Но в «Третьей страже» — не только «сочетанья слов», не только исторические картины и эпические рассказы. В ней есть и несколько прелестных лирических стихотворений, воздушных, мелодичных, прозрачно-чистых. Одно из них — общеизвестно: Вы, снежинки, вейте, Нас лишь пожалейте. Вас снежинок много, много, И летите вы от Бога. Где нам с вольными бороться: Вам привольно, вам поется, Захотите, заметете, Город в цепи закуете… Лучший отдел в сборнике— «Книжка для детей». Отвлеченный человек— Брюсов умеет говорить с детьми, умеет быть нежным, заботливым, ласковым. Он утешает девочку: Что же ты плачешь, Девочка, во сне? Голову прячешь На грудь ко мне? Ты меня не узнала? Прижмись ко мне. А что тебя испугало, Это было во сне. В смысле стихотворной техники «Tertia Vigilia» значительно выше предыдущих сборников.
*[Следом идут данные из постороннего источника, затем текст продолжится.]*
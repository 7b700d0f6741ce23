//! Deploy-lane configuration core.
//!
//! This crate implements the configuration subsystem of the device deploy
//! lane: JSON documents describing devices, projects, build stages, and
//! credentials, with recursive inheritance, validation dispatch, effective
//! device/project/stage selection, single-field editing, and artifact-name
//! derivation. Device communication, packaging, and CLI parsing live in the
//! surrounding tool.

pub mod bundle;
pub mod editor;
pub mod inherit;
pub mod loader;
pub mod merge;
pub mod naming;
pub mod options;
pub mod result;
pub mod schema;
pub mod store;
pub mod validate;

pub use bundle::{
    BuildSection, ConfigsBundle, InspectSection, OutSection, PackageSection, ProjectSection,
};
pub use editor::{edit_config, EditError};
pub use inherit::{resolve_document, MAX_PARENT_DEPTH};
pub use loader::{load_config, DEFAULT_CONFIG_NAME};
pub use merge::deep_merge;
pub use naming::update_configs;
pub use options::LoadOptions;
pub use result::{LoadCode, LoadResult};
pub use schema::{Device, DeviceSet, ProjectSet, SchemaError, StageSet};
pub use validate::{ConfigValidator, Verdict};
impl<L: EventLog> HighWaterAgent<L> {
    pub fn new(log: Arc<L>, tracker: Arc<ShardStateTracker>, config: HighWaterConfig) -> Self {
        let (shutdown_tx, _) = watch::channel(false);
        Self {
            inner: Arc::new(AgentInner {
                detector: HighWaterDetector::new(log),
                tracker,
                config,
                latest: RwLock::new(None),
                restarts: AtomicU64::new(0),
            }),
            shutdown_tx,
            loop_handle: Arc::new(Mutex::new(None)),
            heartbeat_handle: None,
        }
    }

    /// Run the bootstrap detection and spawn the detection and heartbeat
    /// tasks.
    ///
    /// Bootstrap errors are returned to the caller; once running, the agent
    /// never stops on a detection error.
    pub async fn start(&mut self) -> Result<HighWaterStatistics> {
        if self.heartbeat_handle.is_some() {
            return Err(ProgressError::InvalidState {
                expected: "Idle".to_string(),
                actual: "Running".to_string(),
            });
        }
        self.shutdown_tx.send_replace(false);

        let bootstrap = self.inner.bootstrap().await?;

        let handle = spawn_detection_loop(
            Arc::clone(&self.inner),
            Some(bootstrap),
            self.shutdown_tx.subscribe(),
        );
        *self.loop_handle.lock().await = Some(handle);

        self.heartbeat_handle = Some(spawn_heartbeat(
            Arc::clone(&self.inner),
            Arc::clone(&self.loop_handle),
            self.shutdown_tx.subscribe(),
        ));

        metrics::set_agent_running(true);
        info!(
            fast_polling = ?self.inner.config.fast_polling(),
            slow_polling = ?self.inner.config.slow_polling(),
            "High water agent started"
        );
        Ok(bootstrap)
    }

    /// Signal both tasks to stop and wait for them.
    pub async fn stop(&mut self) {
        self.shutdown_tx.send_replace(true);

        if let Some(handle) = self.heartbeat_handle.take() {
            if let Err(e) = handle.await {
                warn!(error = %e, "Heartbeat task panicked");
            }
        }
        if let Some(handle) = self.loop_handle.lock().await.take() {
            if let Err(e) = handle.await {
                warn!(error = %e, "Detection loop panicked during shutdown");
            }
        }

        metrics::set_agent_running(false);
        info!("High water agent stopped");
    }

    /// True while the agent has been started and not stopped.
    pub fn is_running(&self) -> bool {
        self.heartbeat_handle.is_some() && !*self.shutdown_tx.borrow()
    }

    /// Times the heartbeat restarted a dead detection loop.
    pub fn restart_count(&self) -> u64 {
        self.inner.restarts.load(Ordering::Relaxed)
    }

    /// The most recently published statistics.
    pub async fn latest(&self) -> Option<HighWaterStatistics> {
        *self.inner.latest.read().await
    }

    pub fn tracker(&self) -> &Arc<ShardStateTracker> {
        &self.inner.tracker
    }
}

fn spawn_detection_loop<L: EventLog>(
    inner: Arc<AgentInner<L>>,
    bootstrap: Option<HighWaterStatistics>,
    shutdown_rx: watch::Receiver<bool>,
) -> JoinHandle<()> {
    let span = info_span!("high_water");
    tokio::spawn(
        async move {
            let previous = match bootstrap {
                Some(statistics) => statistics,
                None => match inner.bootstrap().await {
                    Ok(statistics) => statistics,
                    Err(e) => {
                        // The heartbeat tries again on its next tick.
                        warn!(error = %e, "Bootstrap detection failed after restart");
                        metrics::record_detection_error(e.kind());
                        return;
                    }
                },
            };
            run_detection_loop(inner, previous, shutdown_rx).await;
        }
        .instrument(span),
    )
}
Стихи Брюсова стали крепче, напряженней, выразительней; строфа его построена; образы приобрели законченность. Он движется от туманной музыкальности символизма к живописности и пластичности «Парнаса». В 1901 году московские символисты собирались в салоне просвещенной меценатки В. А. Морозовой. Читались и обсуждались доклады. Студент-филолог Саводник читал о Ницше и Максе Штирнере, Брюсов — о Вл. Соловьеве, Балтрушайтис— о д " Аннунцио, Ященко— о «Докторе Штокмане» Ибсена, М. Волошин — о «Потонувшем колоколе» Гауптмана. На одном из этих собраний Г. Чулков повторил свой реферат о поэзии Брюсова. Поэт записывает в дневник: «Вчера у Морозовых. Чуйков читал реферат обо мне, очень восторженный, но очень поверхностный. Я первый напал на референта и разбранил его реферат жестоко». Большим ударом для Брюсова была трагическая смерть поэта Ореуса-Коневского: тот утонул, купаясь в реке Аа. В сборнике статей о русских поэтах «Далекие и близкие» (1912) Брюсов посвятит своему преждевременно скончавшемуся другу проникновенную статью «Иван Коневской — мудрое дитя». Брат философа Соловьева приезжает благодарить поэта за его статью о Владимиру Соловьеве — так начинается знакомство Брюсова с семьей Михаила Сергеевича Соловьева, переводчика Платона и издателя сочинений покойного брата. В доме его он знакомится с молодыми символистами: сыном Михаила Сергеевича — Сережей и с сыном профессора Бугаева — «декадентствующим юношей» Борисом Николаевичем (Андреем Белым).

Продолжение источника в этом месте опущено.